**PROBLEM:** Determine which lines of the records include the word "format", and copy them.

------ TASK INPUT

//! Clock port - 時刻の抽象化
//!
//! snapshot / replay の時刻はここから取ります。テストでは FixedClock を使用。

use chrono::{DateTime, Utc};
use std::sync::Arc;

pub trait Clock: Send + Sync {
    fn now(&self) -> DateTime<Utc>;
}

impl<C: Clock + ?Sized> Clock for Arc<C> {
    fn now(&self) -> DateTime<Utc> {
        (**self).now()
    }
}

#[derive(Debug, Clone, Copy, Default)]
pub struct SystemClock;

impl Clock for SystemClock {
    fn now(&self) -> DateTime<Utc> {
        Utc::now()
    }
}

/// 常に同じ時刻を返す Clock（テスト用）
#[derive(Debug, Clone, Copy)]
pub struct FixedClock {
    at: DateTime<Utc>,
}

impl FixedClock {
    pub fn new(at: DateTime<Utc>) -> Self {
        Self { at }
    }
}

impl Clock for FixedClock {
    fn now(&self) -> DateTime<Utc> {
        self.at
    }
}
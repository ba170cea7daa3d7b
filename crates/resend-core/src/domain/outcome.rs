//! Outcome model: what a replay run did, per aggregate.
//!
//! The log stays the primary channel for failures. This report is the
//! machine-readable summary returned to the caller of a replay.

use chrono::{DateTime, Utc};
use serde::{Deserialize, Serialize};

use super::ids::{ReplayId, SnapshotId};
use super::record::Project;

/// Serialized as SUCCESS / FAILURE.
#[derive(Debug, Clone, Copy, PartialEq, Eq, Hash, Serialize, Deserialize)]
#[serde(rename_all = "SCREAMING_SNAKE_CASE")]
pub enum OutcomeKind {
    Success,
    Failure,
}

/// Result of replaying one project aggregate.
///
/// `builds_sent` / `records_sent` count only the sends that returned Ok
/// before a failure stopped the aggregate.
#[derive(Debug, Clone, PartialEq, Serialize, Deserialize)]
pub struct AggregateOutcome {
    pub project: Project,
    pub kind: OutcomeKind,
    pub builds_sent: usize,
    pub records_sent: usize,

    #[serde(default, skip_serializing_if = "Option::is_none")]
    pub reason: Option<String>,
}

impl AggregateOutcome {
    pub fn success(project: Project) -> Self {
        Self {
            project,
            kind: OutcomeKind::Success,
            builds_sent: 0,
            records_sent: 0,
            reason: None,
        }
    }

    pub fn record_sent(&mut self, records: usize) {
        self.builds_sent += 1;
        self.records_sent += records;
    }

    pub fn fail(mut self, reason: impl Into<String>) -> Self {
        self.kind = OutcomeKind::Failure;
        self.reason = Some(reason.into());
        self
    }
}

#[derive(Debug, Clone, PartialEq, Serialize, Deserialize)]
pub struct ReplayReport {
    pub replay_id: ReplayId,
    /// The snapshot that was replayed (the one observed before the run).
    pub snapshot_id: SnapshotId,
    pub started_at: DateTime<Utc>,
    pub finished_at: DateTime<Utc>,

    #[serde(default, skip_serializing_if = "Vec::is_empty")]
    pub outcomes: Vec<AggregateOutcome>,
}

impl ReplayReport {
    pub fn succeeded(&self) -> usize {
        self.outcomes
            .iter()
            .filter(|o| o.kind == OutcomeKind::Success)
            .count()
    }

    pub fn failed_projects(&self) -> Vec<&Project> {
        self.outcomes
            .iter()
            .filter(|o| o.kind == OutcomeKind::Failure)
            .map(|o| &o.project)
            .collect()
    }

    pub fn records_sent(&self) -> usize {
        self.outcomes.iter().map(|o| o.records_sent).sum()
    }
}

#[cfg(test)]
mod tests {
    use super::*;
    use ulid::Ulid;

    #[test]
    fn outcome_kind_serializes_as_required_names() {
        let s = serde_json::to_string(&OutcomeKind::Success).unwrap();
        assert_eq!(s, "\"SUCCESS\"");
        let s = serde_json::to_string(&OutcomeKind::Failure).unwrap();
        assert_eq!(s, "\"FAILURE\"");
    }

    #[test]
    fn failed_outcome_keeps_partial_counts() {
        let mut outcome = AggregateOutcome::success(Project::new("libA"));
        outcome.record_sent(2);
        let outcome = outcome.fail("connection refused");

        assert_eq!(outcome.kind, OutcomeKind::Failure);
        assert_eq!(outcome.builds_sent, 1);
        assert_eq!(outcome.records_sent, 2);
        assert_eq!(outcome.reason.as_deref(), Some("connection refused"));
    }

    #[test]
    fn report_summaries() {
        let now = Utc::now();
        let mut ok = AggregateOutcome::success(Project::new("libA"));
        ok.record_sent(3);
        let report = ReplayReport {
            replay_id: ReplayId::from_ulid(Ulid::new()),
            snapshot_id: SnapshotId::from_ulid(Ulid::new()),
            started_at: now,
            finished_at: now,
            outcomes: vec![ok, AggregateOutcome::success(Project::new("libB")).fail("boom")],
        };

        assert_eq!(report.succeeded(), 1);
        assert_eq!(report.records_sent(), 3);
        assert_eq!(report.failed_projects(), vec![&Project::new("libB")]);
    }
}
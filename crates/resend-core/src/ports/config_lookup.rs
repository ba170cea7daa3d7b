//! DeliveryConfigLookup port - project ごとの配送設定

use async_trait::async_trait;

use crate::domain::{DeliveryConfig, Project, ResendError};

/// `Ok(None)` means the project has no configuration. That is not an error:
/// the project is simply left out of the registry.
#[async_trait]
pub trait DeliveryConfigLookup: Send + Sync {
    async fn lookup(&self, project: &Project) -> Result<Option<DeliveryConfig>, ResendError>;
}
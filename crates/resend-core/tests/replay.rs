//! End-to-end scenarios over the in-memory host: discover, replay, refresh.

use std::sync::Arc;

use async_trait::async_trait;
use resend_core::app::{ResendApp, ResendAppBuilder};
use resend_core::domain::{Build, DeliveryConfig, OutcomeKind, Project, ResendError};
use resend_core::impls::{
    FleetState, InMemoryHost, ProjectState, RecordingSenderFactory, ResolvingSenderFactory,
};
use resend_core::ports::FleetProjectSource;

fn app(host: Arc<InMemoryHost>, recorder: RecordingSenderFactory) -> ResendApp {
    ResendAppBuilder::new()
        .host(host.clone())
        .sender_factory(Arc::new(ResolvingSenderFactory::new(recorder, host)))
        .build()
        .expect("all ports provided")
}

#[tokio::test]
async fn lib_a_aggregates_only_build_with_records() {
    let host = Arc::new(InMemoryHost::new(FleetState::default().with_project(
        ProjectState::new("libA")
            .with_config(DeliveryConfig::new("http://grapes.local"))
            .with_build(1, &[("core", "1.0")])
            .with_build(2, &[]),
    )));
    let app = app(host, RecordingSenderFactory::new());

    let snapshot = app.registry.refresh().await;

    assert_eq!(snapshot.aggregates().len(), 1);
    let aggregate = &snapshot.aggregates()[0];
    assert_eq!(aggregate.project(), &Project::new("libA"));
    assert_eq!(aggregate.builds().len(), 1);
    assert_eq!(aggregate.builds()[0].build.number, 1);
    assert_eq!(aggregate.record_count(), 1);
}

#[tokio::test]
async fn lib_b_without_config_contributes_nothing() {
    let host = Arc::new(InMemoryHost::new(
        FleetState::default()
            .with_project(
                ProjectState::new("libA")
                    .with_config(DeliveryConfig::new("http://grapes.local"))
                    .with_build(1, &[("core", "1.0")]),
            )
            .with_project(ProjectState::new("libB").with_build(1, &[("api", "2.0")])),
    ));
    let app = app(host, RecordingSenderFactory::new());

    let modules = app.registry.pending_modules().await;

    assert_eq!(modules.len(), 1);
    assert_eq!(modules.get("core").map(String::as_str), Some("1.0"));
    assert!(!modules.contains_key("api"));
}

#[tokio::test]
async fn failing_first_aggregate_does_not_block_the_second() {
    let host = Arc::new(InMemoryHost::new(
        FleetState::default()
            .with_project(
                ProjectState::new("libA")
                    .with_config(DeliveryConfig::new("http://down"))
                    .with_build(1, &[("core", "1.0")]),
            )
            .with_project(
                ProjectState::new("libC")
                    .with_config(DeliveryConfig::new("http://up"))
                    .with_build(3, &[("web", "3.0")]),
            ),
    ));
    let recorder = RecordingSenderFactory::new().fail_send_for("http://down");
    let app = app(host, recorder.clone());
    app.registry.refresh().await;

    let report = app.engine.replay_all().await;

    let kinds: Vec<OutcomeKind> = report.outcomes.iter().map(|o| o.kind).collect();
    assert_eq!(kinds, vec![OutcomeKind::Failure, OutcomeKind::Success]);
    let sent = recorder.sent().await;
    assert_eq!(sent.len(), 1);
    assert_eq!(sent[0].build.project, Project::new("libC"));

    // libA stays pending for the next attempt, libC is gone
    let snapshot = app.registry.refresh().await;
    let remaining: Vec<&str> = snapshot
        .aggregates()
        .iter()
        .map(|a| a.project().name())
        .collect();
    assert_eq!(remaining, vec!["libA"]);
}

#[tokio::test]
async fn retry_after_fixing_the_endpoint_drains_the_view() {
    let host = Arc::new(InMemoryHost::new(FleetState::default().with_project(
        ProjectState::new("libA")
            .with_config(DeliveryConfig::new("http://down"))
            .with_build(1, &[("core", "1.0")]),
    )));
    let app = app(host.clone(), RecordingSenderFactory::new().fail_send_for("http://down"));
    app.registry.refresh().await;
    app.engine.replay_all().await;
    assert_eq!(app.registry.snapshot().await.aggregates().len(), 1);

    host.set_config("libA", Some(DeliveryConfig::new("http://up"))).await;
    app.registry.refresh().await;
    let report = app.engine.replay_all().await;

    assert_eq!(report.succeeded(), 1);
    assert!(app.registry.snapshot().await.is_empty());
}

/// A host whose project enumeration itself is down.
struct UnreachableHost;

#[async_trait]
impl FleetProjectSource for UnreachableHost {
    async fn list_projects(&self) -> Result<Vec<Project>, ResendError> {
        Err(ResendError::Host("connection reset".to_string()))
    }

    async fn list_builds(&self, _project: &Project) -> Result<Vec<Build>, ResendError> {
        Ok(Vec::new())
    }
}

#[tokio::test]
async fn unreachable_host_yields_empty_snapshot() {
    let host = Arc::new(InMemoryHost::default());
    let app = ResendAppBuilder::new()
        .host(host)
        .fleet_source(Arc::new(UnreachableHost))
        .sender_factory(Arc::new(RecordingSenderFactory::new()))
        .build()
        .expect("all ports provided");

    let snapshot = app.registry.refresh().await;
    assert!(snapshot.is_empty());
    assert_eq!(app.registry.refresh_count(), 1);

    let report = app.engine.replay_all().await;
    assert!(report.outcomes.is_empty());
}
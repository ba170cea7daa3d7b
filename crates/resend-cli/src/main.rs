mod cli;

use std::sync::Arc;

use anyhow::Context;
use clap::Parser;
use resend_core::impls::{
    HttpSenderFactory, InMemoryHost, RecordingSenderFactory, ResolvingSenderFactory, SentBatch,
};
use resend_core::ports::SenderFactory;
use resend_core::{ReplayReport, ResendApp, ResendAppBuilder};
use serde::Serialize;

use crate::cli::{Args, Command};

fn init_tracing(json: bool) {
    let filter = tracing_subscriber::EnvFilter::try_from_default_env()
        .unwrap_or_else(|_| "resend_core=info,resend=info".into());
    let builder = tracing_subscriber::fmt()
        .with_env_filter(filter)
        .with_writer(std::io::stderr);
    if json {
        builder.json().init();
    } else {
        builder.init();
    }
}

fn print_json<T: Serialize>(value: &T) -> anyhow::Result<()> {
    println!("{}", serde_json::to_string_pretty(value)?);
    Ok(())
}

/// Replay report, plus the batches a dry run would have sent.
#[derive(Debug, Serialize)]
struct ReplayOutput {
    #[serde(flatten)]
    report: ReplayReport,
    #[serde(skip_serializing_if = "Option::is_none")]
    would_send: Option<Vec<SentBatch>>,
}

async fn replay(app: &ResendApp, dry_run: Option<&RecordingSenderFactory>) -> ReplayOutput {
    app.registry.refresh().await;
    let report = app.engine.replay_all().await;
    let would_send = match dry_run {
        Some(recorder) => Some(recorder.sent().await),
        None => None,
    };
    ReplayOutput { report, would_send }
}

#[tokio::main]
async fn main() -> anyhow::Result<()> {
    dotenvy::dotenv().ok();
    let args = Args::parse();
    init_tracing(args.log_json);

    let host = Arc::new(
        InMemoryHost::from_json_file(&args.fleet_file)
            .with_context(|| format!("failed to load {}", args.fleet_file.display()))?,
    );
    tracing::info!(fleet_file = %args.fleet_file.display(), "fleet state loaded");

    let recorder = matches!(args.command, Command::Replay { dry_run: true })
        .then(RecordingSenderFactory::new);
    let senders: Arc<dyn SenderFactory> = match &recorder {
        Some(recorder) => Arc::new(recorder.clone()),
        None => Arc::new(ResolvingSenderFactory::new(
            HttpSenderFactory::new(),
            Arc::clone(&host),
        )),
    };

    let app = ResendAppBuilder::new()
        .host(Arc::clone(&host))
        .sender_factory(senders)
        .build()?;

    match args.command {
        Command::Status => {
            app.registry.refresh().await;
            print_json(&app.registry.status().await)?;
        }
        Command::Modules { all_versions: false } => {
            print_json(&app.registry.pending_modules().await)?;
        }
        Command::Modules { all_versions: true } => {
            print_json(&app.registry.pending_module_versions().await)?;
        }
        Command::Replay { dry_run } => {
            print_json(&replay(&app, recorder.as_ref()).await)?;
            if !dry_run {
                host.write_json_file(&args.fleet_file)
                    .await
                    .with_context(|| format!("failed to write {}", args.fleet_file.display()))?;
            }
        }
    }

    Ok(())
}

------------

**ANSWER SECTION:**
            .with_context(|| format!("failed to load {}", args.fleet_file.display()))?,
                    .with_context(|| format!("failed to write {}", args.fleet_file.display()))?;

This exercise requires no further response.